At the end of class, I gave them all teacher evaluation surveys. This is what they wrote:

"I always believe that I can and will achieve the goal for this class because Miss Cox is trying her best to teach me everything and in a short time and she's smart."

"I know my teacher cares about me because she have shown me and help me in class."

"She teach very good, always teaching happy."

"It's an AWSOME class!!!!!!!"
(This student whispered to his girlfriend, who is also in my class, to help him spell "awesome." Almost!)

I read and reread what my students wrote about me for over 10 minutes, smiling and laughing, maybe crying a little bit. Okay, yeah, crying. My students not only didn't give up on the content, but they didn't give up on me either.

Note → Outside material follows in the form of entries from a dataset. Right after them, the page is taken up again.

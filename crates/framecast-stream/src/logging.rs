/// Session event logging.
///
/// Sender and receiver loops report what happens on a connection as
/// structured [`StreamEvent`]s. The default sink forwards them to
/// `tracing`; tests plug in their own logger to inspect them.

use std::fmt;

/// Structured log entry for one session.
#[derive(Debug, Clone)]
pub struct StreamLog {
    pub component: &'static str,
    pub peer: String,
    pub event: StreamEvent,
}

/// Events a session can report.
#[derive(Debug, Clone, PartialEq)]
pub enum StreamEvent {
    /// Session loop started on a connection.
    SessionStarted { payload_len: Option<usize> },
    /// Periodic throughput report.
    Progress {
        frames: u64,
        fps: f64,
        frame_len: usize,
    },
    /// Receiver: sequence did not follow the previous one.
    SequenceGap { expected: u32, received: u32 },
    /// Sender: fell behind schedule, sequence restarted at 0.
    PacingReset { behind_ms: u64 },
    /// Receiver: payload sink rejected a frame.
    SinkFailed { sequence: u32, message: String },
    /// Session loop exited.
    SessionClosed {
        frames: u64,
        bytes: u64,
        duration_ms: u64,
        reason: String,
    },
}

impl fmt::Display for StreamEvent {
    fn fmt(&self, f: &mut fmt::Formatter<'_>) -> fmt::Result {
        match self {
            Self::SessionStarted { payload_len: Some(len) } => {
                write!(f, "session_started payload_len={}", len)
            }
            Self::SessionStarted { payload_len: None } => write!(f, "session_started"),
            Self::Progress { frames, fps, frame_len } => {
                write!(f, "progress frames={} fps={:.2} frame_len={}", frames, fps, frame_len)
            }
            Self::SequenceGap { expected, received } => {
                write!(f, "sequence_gap expected={} received={}", expected, received)
            }
            Self::PacingReset { behind_ms } => {
                write!(f, "pacing_reset behind_ms={}", behind_ms)
            }
            Self::SinkFailed { sequence, message } => {
                write!(f, "sink_failed seq={}: {}", sequence, message)
            }
            Self::SessionClosed { frames, bytes, duration_ms, reason } => {
                write!(
                    f,
                    "session_closed frames={} bytes={} duration_ms={} reason={}",
                    frames, bytes, duration_ms, reason
                )
            }
        }
    }
}

/// Trait for session logging.
pub trait StreamLogger: Send + Sync {
    fn log(&self, entry: StreamLog);
}

/// Logger that uses the `tracing` crate.
pub struct TracingLogger;

impl StreamLogger for TracingLogger {
    fn log(&self, entry: StreamLog) {
        match &entry.event {
            StreamEvent::SequenceGap { .. }
            | StreamEvent::PacingReset { .. }
            | StreamEvent::SinkFailed { .. } => {
                tracing::warn!(component = entry.component, peer = %entry.peer, "{}", entry.event);
            }
            StreamEvent::SessionStarted { .. }
            | StreamEvent::Progress { .. }
            | StreamEvent::SessionClosed { .. } => {
                tracing::info!(component = entry.component, peer = %entry.peer, "{}", entry.event);
            }
        }
    }
}

/// No-op logger that discards all log entries.
pub struct NullLogger;

impl StreamLogger for NullLogger {
    fn log(&self, _entry: StreamLog) {}
}
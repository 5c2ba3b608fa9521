mod config;

use std::sync::Arc;

use tracing::info;

use framecast_stream::{FileSource, SenderConfig, StopSignal, TracingLogger, bind_listener, serve};

use crate::config::ServerConfig;

#[tokio::main]
async fn main() -> anyhow::Result<()> {
    let _ = dotenvy::dotenv();

    tracing_subscriber::fmt()
        .with_env_filter(
            tracing_subscriber::EnvFilter::try_from_default_env()
                .unwrap_or_else(|_| "framecast_server=info,framecast_stream=info".into()),
        )
        .init();

    let args: Vec<String> = std::env::args().skip(1).collect();
    let config = ServerConfig::from_env(&args)?;

    let listener = bind_listener(config.bind_addr)?;
    info!("Frame stream server listening on {}", config.bind_addr);
    info!("Frame rate: {} fps", config.fps);
    info!("Payload file: {}", config.payload_path.display());
    info!("Waiting for clients...");

    let sender_config = SenderConfig {
        fps: config.fps,
        chunk_size: config.chunk_size,
        backpressure_timeout: config.backpressure_timeout,
        logger: Arc::new(TracingLogger),
        ..Default::default()
    };
    let source = FileSource::new(config.payload_path.clone());
    let stop = StopSignal::new();

    let loop_stop = stop.clone();
    let mut accept_loop =
        tokio::task::spawn_blocking(move || serve(listener, &source, &sender_config, &loop_stop));

    let served = tokio::select! {
        result = &mut accept_loop => result??,
        _ = shutdown_signal() => {
            stop.stop();
            accept_loop.await??
        }
    };
    info!("Server shut down after {} connection(s)", served);
    Ok(())
}

async fn shutdown_signal() {
    let ctrl_c = tokio::signal::ctrl_c();
    #[cfg(unix)]
    {
        match tokio::signal::unix::signal(tokio::signal::unix::SignalKind::terminate()) {
            Ok(mut sigterm) => {
                tokio::select! {
                    _ = ctrl_c => info!("Received Ctrl+C, shutting down..."),
                    _ = sigterm.recv() => info!("Received SIGTERM, shutting down..."),
                }
            }
            Err(e) => {
                tracing::warn!("SIGTERM handler unavailable: {}", e);
                ctrl_c.await.ok();
                info!("Received Ctrl+C, shutting down...");
            }
        }
    }
    #[cfg(not(unix))]
    {
        ctrl_c.await.ok();
        info!("Received Ctrl+C, shutting down...");
    }
}
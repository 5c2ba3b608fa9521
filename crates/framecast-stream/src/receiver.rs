/// Receiver side: pulls frames off one connection until the peer closes,
/// the frame limit is hit, the stop signal fires, or something breaks.
///
/// Flow per frame:
///   1. Read and validate header + payload
///   2. Check the sequence against the previous one, warn on a gap
///   3. Report throughput every `report_every` frames
///   4. Hand the payload to the sink (failures are logged, not fatal)
///   5. Stop at `max_frames` if configured
///
/// There is no reconnect: the first protocol or transport error ends the
/// session and is returned to the caller.

use std::io::Read;
use std::sync::Arc;
use std::time::{Duration, Instant};

use crate::error::{Result, StreamError};
use crate::logging::{StreamEvent, StreamLog, StreamLogger, TracingLogger};
use crate::protocol::REPORT_EVERY;
use crate::reader::FrameReader;
use crate::sink::PayloadSink;
use crate::stats::{SessionEnd, SessionStats, SessionSummary};
use crate::stop::StopSignal;

/// Default socket read timeout: how often an idle receiver checks its stop signal.
pub const READ_POLL_INTERVAL: Duration = Duration::from_millis(50);

/// Receiver configuration.
#[derive(Clone)]
pub struct ReceiverConfig {
    /// Stop after this many frames. `None` runs until the peer closes.
    pub max_frames: Option<u64>,
    pub report_every: u64,
    pub logger: Arc<dyn StreamLogger>,
}

impl Default for ReceiverConfig {
    fn default() -> Self {
        Self {
            max_frames: None,
            report_every: REPORT_EVERY,
            logger: Arc::new(TracingLogger),
        }
    }
}

/// A sequence discontinuity.
#[derive(Debug, Clone, Copy, PartialEq, Eq)]
pub struct Gap {
    pub expected: u32,
    pub received: u32,
}

/// Tracks the last sequence seen and flags anything that is not its
/// successor. A sender that rebases its pacing restarts at 0, which shows
/// up here as a gap like any other.
#[derive(Debug, Default)]
pub struct GapDetector {
    last_seen: Option<u32>,
}

impl GapDetector {
    pub fn new() -> Self {
        Self::default()
    }

    pub fn last_seen(&self) -> Option<u32> {
        self.last_seen
    }

    pub fn observe(&mut self, sequence: u32) -> Option<Gap> {
        let gap = self.last_seen.and_then(|last| {
            let expected = last.wrapping_add(1);
            (sequence != expected).then_some(Gap {
                expected,
                received: sequence,
            })
        });
        self.last_seen = Some(sequence);
        gap
    }
}

/// Run one receiver session over `stream`. The stream is dropped, and so
/// closed, on return.
pub fn run_receiver_session<R: Read>(
    stream: R,
    peer: &str,
    sink: &mut dyn PayloadSink,
    config: &ReceiverConfig,
    stop: &StopSignal,
) -> Result<SessionSummary> {
    let log = |event: StreamEvent| {
        config.logger.log(StreamLog {
            component: "receiver",
            peer: peer.to_string(),
            event,
        })
    };

    let mut reader = FrameReader::new(stream, stop.clone());
    let mut gaps = GapDetector::new();
    let mut stats = SessionStats::new();
    let report_every = config.report_every.max(1);

    log(StreamEvent::SessionStarted { payload_len: None });

    let outcome = loop {
        if stop.is_stopped() {
            break Ok(SessionEnd::Stopped);
        }

        let frame = match reader.receive_frame() {
            Ok(Some(frame)) => frame,
            Ok(None) => break Ok(SessionEnd::PeerClosed),
            Err(StreamError::Stopped) => break Ok(SessionEnd::Stopped),
            Err(e) => break Err(e),
        };

        let now = Instant::now();
        stats.record_frame(frame.len(), now);

        if let Some(gap) = gaps.observe(frame.sequence) {
            stats.record_gap();
            log(StreamEvent::SequenceGap {
                expected: gap.expected,
                received: gap.received,
            });
        }

        if stats.frames() % report_every == 0 {
            log(StreamEvent::Progress {
                frames: stats.frames(),
                fps: stats.fps(now),
                frame_len: stats.last_frame_len(),
            });
        }

        if let Err(e) = sink.consume(&frame) {
            log(StreamEvent::SinkFailed {
                sequence: frame.sequence,
                message: e.to_string(),
            });
        }

        if config.max_frames.is_some_and(|max| stats.frames() >= max) {
            break Ok(SessionEnd::FrameLimit);
        }
    };

    let end = *outcome.as_ref().unwrap_or(&SessionEnd::PeerClosed);
    let summary = stats.summary(end, Instant::now());
    let reason = match &outcome {
        Ok(SessionEnd::PeerClosed) => "peer closed".to_string(),
        Ok(SessionEnd::FrameLimit) => "frame limit".to_string(),
        Ok(SessionEnd::Stopped) => "stopped".to_string(),
        Err(e) => e.to_string(),
    };
    log(StreamEvent::SessionClosed {
        frames: summary.frames,
        bytes: summary.bytes,
        duration_ms: summary.elapsed.as_millis() as u64,
        reason,
    });

    outcome.map(|_| summary)
}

Their trust in me has driven me to keep going. My students are the reason I teach. Even if I only have 6 of them (on most days).





Thank you to everyone for your kindness and support over the last week. I haven't felt alone for a second, and I don't think I'd be so positive right now without you. To my B'more family, my CMA group, and my family back in Kansas/Missouri... thank you. I love you.

Thursday, July 7, 2011

Beginnings

Day 1.

My class has four students in it. They each bring their own stories to the class, but I think that they all have one thing in common: they hate chemistry. They hate the idea of it; they hate that they have to come to school in the summer to learn it; they hate that they are being force fed a year's worth of content in 18 days.

But they're here, all four of them, and that's a start.



Day 2.

Steven didn't come today. Yesterday he was loud and rambunctious. He was on his phone and he was disengaged, but he was there. After class I read his info survey.

"Three things people don't know about me: I fight but I hate it, I'm sweet, and I actually do care about school."

The other three students are wonderful. They're attentive, they're smart, they respond, and they ask questions when they're confused. I just hope that we have four students again tomorrow.



Day 3.

Making ice cream in class today!

All three of my students passed our objective with 100% mastery yesterday. They LEARNED. Today, we gained three more kids, and Steven is here! My collaborative partner (we both teach the same students, just at different times) called Steven last night. When he walked around the hallway corner toward my classroom this morning, he shook his head and smiled.

"Miss, y'all gone call my phone every time that y'all miss me?"

Steven is back.




Side note: I PASSED MY BIOLOGY PRAXIS. A standardized test says that I am qualified to teach the subject! HOLLA.